# Condition determination for C language beginner's basic tutorial

• 2020-05-30 20:50:55
• OfStack

(1) if... else

Write a program first

``````
#include <stdio.h>

int main()
{
int x = -1;
if(x > 0)
{
printf("x is a positive number!\n");
}
else
{
printf("x is not a positive number!\n");
}

return 0;
}

``````

Operation results:

`x is not a positive number!`

Program analysis:

Define an integer x and assign it a value. This value is either greater than 0 or not greater than 0.
If it is greater than 0, print x is a positive number!
If it is not greater than 0, print x is not a positive number!
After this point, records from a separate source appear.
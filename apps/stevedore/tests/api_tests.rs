//! Integration tests for the Stevedore render API.
//!
//! Uses axum-test to drive the router without starting a real server.

// Tests hold the env mutex across awaits on purpose: they are serialized to
// avoid STEVEDORE_API_KEY conflicts.
#![allow(clippy::unwrap_used, clippy::panic, clippy::await_holding_lock)]

use axum::http::{HeaderValue, header};
use axum_test::TestServer;
use serde_json::json;
use std::path::Path;
use std::sync::Mutex;
use stevedore::api::{
    API_KEY_ENV, AppState, ComponentsResponse, ErrorResponse, HealthResponse, ManifestResponse,
    OrderResponse, RenderResponse, create_router,
};
use stevedore::config::{Installation, InstallerConfig, SAMPLE_CONFIG};
use stevedore_core::LifecycleState;

/// Serializes tests that touch environment variables.
static ENV_TEST_MUTEX: Mutex<()> = Mutex::new(());

// =============================================================================
// HELPER FUNCTIONS
// =============================================================================

/// Guard that holds the mutex and clears the API key on drop.
struct TestGuard {
    _guard: std::sync::MutexGuard<'static, ()>,
}

impl Drop for TestGuard {
    fn drop(&mut self) {
        // SAFETY: Tests run sequentially under ENV_TEST_MUTEX, so no concurrent env access.
        unsafe { std::env::remove_var(API_KEY_ENV) };
    }
}

fn sample_installation() -> Installation {
    let config = InstallerConfig::from_toml_str(SAMPLE_CONFIG).unwrap();
    Installation::from_config(config, Path::new("."), Some("monitoring,console,gateway")).unwrap()
}

fn server_for(installation: Installation, api_key: Option<&str>) -> (TestServer, TestGuard) {
    let guard = ENV_TEST_MUTEX.lock().unwrap_or_else(|e| e.into_inner());
    // SAFETY: Tests run sequentially under ENV_TEST_MUTEX, so no concurrent env access.
    unsafe {
        match api_key {
            Some(key) => std::env::set_var(API_KEY_ENV, key),
            None => std::env::remove_var(API_KEY_ENV),
        }
    }
    let router = create_router(AppState::new(installation));
    (TestServer::new(router).unwrap(), TestGuard { _guard: guard })
}

fn create_test_server() -> (TestServer, TestGuard) {
    server_for(sample_installation(), None)
}

// =============================================================================
// HEALTH ENDPOINT TESTS
// =============================================================================

#[tokio::test]
async fn test_health_endpoint() {
    let (server, _guard) = create_test_server();

    let response = server.get("/health").await;

    response.assert_status_ok();
    let health: HealthResponse = response.json();
    assert_eq!(health.status, "ok");
    assert_eq!(health.version, env!("CARGO_PKG_VERSION"));
}

// =============================================================================
// COMPONENT ENDPOINT TESTS
// =============================================================================

#[tokio::test]
async fn test_components_are_completed() {
    let (server, _guard) = create_test_server();

    let response = server.get("/components").await;

    response.assert_status_ok();
    let body: ComponentsResponse = response.json();
    assert_eq!(body.components.len(), 4);

    let console = body.components.iter().find(|c| c.name == "console").unwrap();
    assert_eq!(console.namespace, "caas4-console");
    assert_eq!(console.license_tag, "console");
    assert!(console.authorized);
    assert!(console.unmet.is_empty());

    let registry = body.components.iter().find(|c| c.name == "registry").unwrap();
    assert!(!registry.enabled);
    assert!(!registry.authorized);
}

#[tokio::test]
async fn test_order_puts_dependencies_first() {
    let (server, _guard) = create_test_server();

    let response = server.get("/order").await;

    response.assert_status_ok();
    let body: OrderResponse = response.json();
    assert_eq!(body.order, vec!["monitoring", "gateway", "console", "registry"]);
}

// =============================================================================
// RENDER ENDPOINT TESTS
// =============================================================================

#[tokio::test]
async fn test_render_all_granted() {
    let (server, _guard) = create_test_server();

    let response = server.post("/render").json(&json!({})).await;

    response.assert_status_ok();
    let body: RenderResponse = response.json();
    assert!(body.clean);
    assert_eq!(body.summary.rendered, 3);
    assert_eq!(body.summary.disabled, 1);

    let console = body.outcomes.iter().find(|o| o.component == "console").unwrap();
    assert_eq!(console.state, "rendered");
    let manifest = console.manifest.as_ref().unwrap();
    assert!(manifest.text.contains("namespace: caas4-console"));
    assert_eq!(manifest.digest.len(), 64);
}

#[tokio::test]
async fn test_render_with_fewer_features() {
    let (server, _guard) = create_test_server();

    let response = server
        .post("/render")
        .json(&json!({ "features": ["gateway"] }))
        .await;

    response.assert_status_ok();
    let body: RenderResponse = response.json();
    assert!(!body.clean);
    assert_eq!(body.summary.rejected, 2);

    let monitoring = body.outcomes.iter().find(|o| o.component == "monitoring").unwrap();
    assert_eq!(monitoring.state, "rejected");
    assert_eq!(monitoring.states.last(), Some(&LifecycleState::Rejected));
    assert!(monitoring.states.contains(&LifecycleState::Validated));
    assert!(!monitoring.states.contains(&LifecycleState::Authorized));
    assert!(monitoring.manifest.is_none());
    assert!(monitoring.reason.as_deref().unwrap().contains("monitoring"));
}

#[tokio::test]
async fn test_render_auto_enable() {
    let mut config = InstallerConfig::from_toml_str(SAMPLE_CONFIG).unwrap();
    config.components[1].enabled = false;
    let installation =
        Installation::from_config(config, Path::new("."), Some("monitoring,console,gateway")).unwrap();
    let (server, _guard) = server_for(installation, None);

    let before: RenderResponse = server.post("/render").json(&json!({})).await.json();
    assert!(!before.clean);
    let console = before.outcomes.iter().find(|o| o.component == "console").unwrap();
    assert_eq!(console.state, "unmet");

    let after: RenderResponse = server
        .post("/render")
        .json(&json!({ "auto_enable": true }))
        .await
        .json();
    assert!(after.clean);
    assert_eq!(after.auto_enabled, vec!["gateway"]);
}

#[tokio::test]
async fn test_render_rejects_unknown_fields() {
    let (server, _guard) = create_test_server();

    let response = server.post("/render").json(&json!({ "force": true })).await;

    assert!(response.status_code().is_client_error());
}

// =============================================================================
// MANIFEST ENDPOINT TESTS
// =============================================================================

#[tokio::test]
async fn test_manifest_rendered() {
    let (server, _guard) = create_test_server();

    let response = server.get("/components/gateway/manifest").await;

    response.assert_status_ok();
    let body: ManifestResponse = response.json();
    assert_eq!(body.namespace, "gap");
    assert_eq!(body.file_name, "gateway.yaml");
    assert!(body.text.contains("- path: /api"));
}

#[tokio::test]
async fn test_manifest_unknown_component() {
    let (server, _guard) = create_test_server();

    let response = server.get("/components/ghost/manifest").await;

    response.assert_status_not_found();
}

#[tokio::test]
async fn test_manifest_disabled_component_conflicts() {
    let (server, _guard) = create_test_server();

    let response = server.get("/components/registry/manifest").await;

    assert_eq!(response.status_code().as_u16(), 409);
    let body: ErrorResponse = response.json();
    assert!(body.error.contains("disabled"));
}

#[tokio::test]
async fn test_manifest_broken_template() {
    let mut installation = sample_installation();
    installation.templates.insert("gateway", "{{ .NoSuchField }}");
    let (server, _guard) = server_for(installation, None);

    let response = server.get("/components/gateway/manifest").await;

    assert_eq!(response.status_code().as_u16(), 422);
    let body: ErrorResponse = response.json();
    assert!(body.error.contains("NoSuchField"));
}

// =============================================================================
// AUTHENTICATION TESTS
// =============================================================================

#[tokio::test]
async fn test_auth_valid_bearer_token() {
    let api_key = "test-secret-key-12345";
    let (server, _guard) = server_for(sample_installation(), Some(api_key));

    let response = server
        .get("/order")
        .add_header(
            header::AUTHORIZATION,
            format!("Bearer {}", api_key).parse::<HeaderValue>().unwrap(),
        )
        .await;

    response.assert_status_ok();
}

#[tokio::test]
async fn test_auth_invalid_token_rejected() {
    let (server, _guard) = server_for(sample_installation(), Some("correct-key"));

    let response = server
        .get("/order")
        .add_header(
            header::AUTHORIZATION,
            "Bearer wrong-key".parse::<HeaderValue>().unwrap(),
        )
        .await;

    assert_eq!(response.status_code().as_u16(), 401);
}

#[tokio::test]
async fn test_auth_missing_header_rejected() {
    let (server, _guard) = server_for(sample_installation(), Some("required-key"));

    let response = server.post("/render").json(&json!({})).await;

    assert_eq!(response.status_code().as_u16(), 401);
}

#[tokio::test]
async fn test_auth_health_endpoint_bypasses_auth() {
    let (server, _guard) = server_for(sample_installation(), Some("secret-key"));

    let response = server.get("/health").await;

    response.assert_status_ok();
}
Instead of using an online compiler, it is recommended to use a native compiler (apple recommends Xcode, PC recommends dev C + +). If you set a breakpoint step on the native compiler, you will find that only one of the printf statements in if and printf statements in else will be executed. This is because if and else are mutually exclusive and cannot both be executed.

(2) if... else if... else

Change the program a little bit

``````
#include <stdio.h>

int main()
{
int x = 0;
if(x > 0)
{
printf("x is a positive number!\n");
}
else if(x == 0)
{
printf("x is zero!\n");
}
else
{
printf("x is a negative number!\n");
}

return 0;
}

``````

Operation results:

`x is zero!`

Program analysis:
If there are more than two conditions, if... else if... else... In the sentence.
The conditions in this program are divided into three categories: greater than 0, equal to 0, or less than 0.
Greater than 0 prints x is a positive number!
If it's equal to 0, it prints x is zero!
Less than 0 prints x is a negative number!

Note that x == 0, where the equals sign is two, not one.
In C, an equal sign means an assignment, such as b = 100;
Two equal signs indicate whether the left and right sides of the equal sign are equal.

(3) the use of multiple else if

``````
#include <stdio.h>

int main()
{
int x = 25;
if(x < 0)
{
printf("x is less than 0\n");
}
if(x >= 0 && x <= 10)
{
printf("x belongs to 0~10\n");
}
else if(x >= 11 && x <= 20)
{
printf("x belongs to 11~20\n");
}
else if(x >= 21 && x <= 30)
{
printf("x belongs to 21~30\n");
}
else if(x >= 31 && x <= 40)
{
printf("x belongs to 31~40\n");
}
else
{
printf("x is greater than 40\n");
}

return 0;
}

``````

Operation results:

`x belongs to 21~30`

Program analysis:
(1)
The value of x is divided into several intervals :(negative infinity, 0), [0, 10], [11, 20], [21, 30], [31, 40], (40, positive infinity).
(negative infinity, 0) is determined by if
[0, 10], [11, 20], [21, 30], [31, 40] are judged by else if
(40, plus infinity) is determined by else

(2)
The symbol" & & "Stands for" and ", meaning" & & "The judgment condition is only true when the conditions on both sides are true.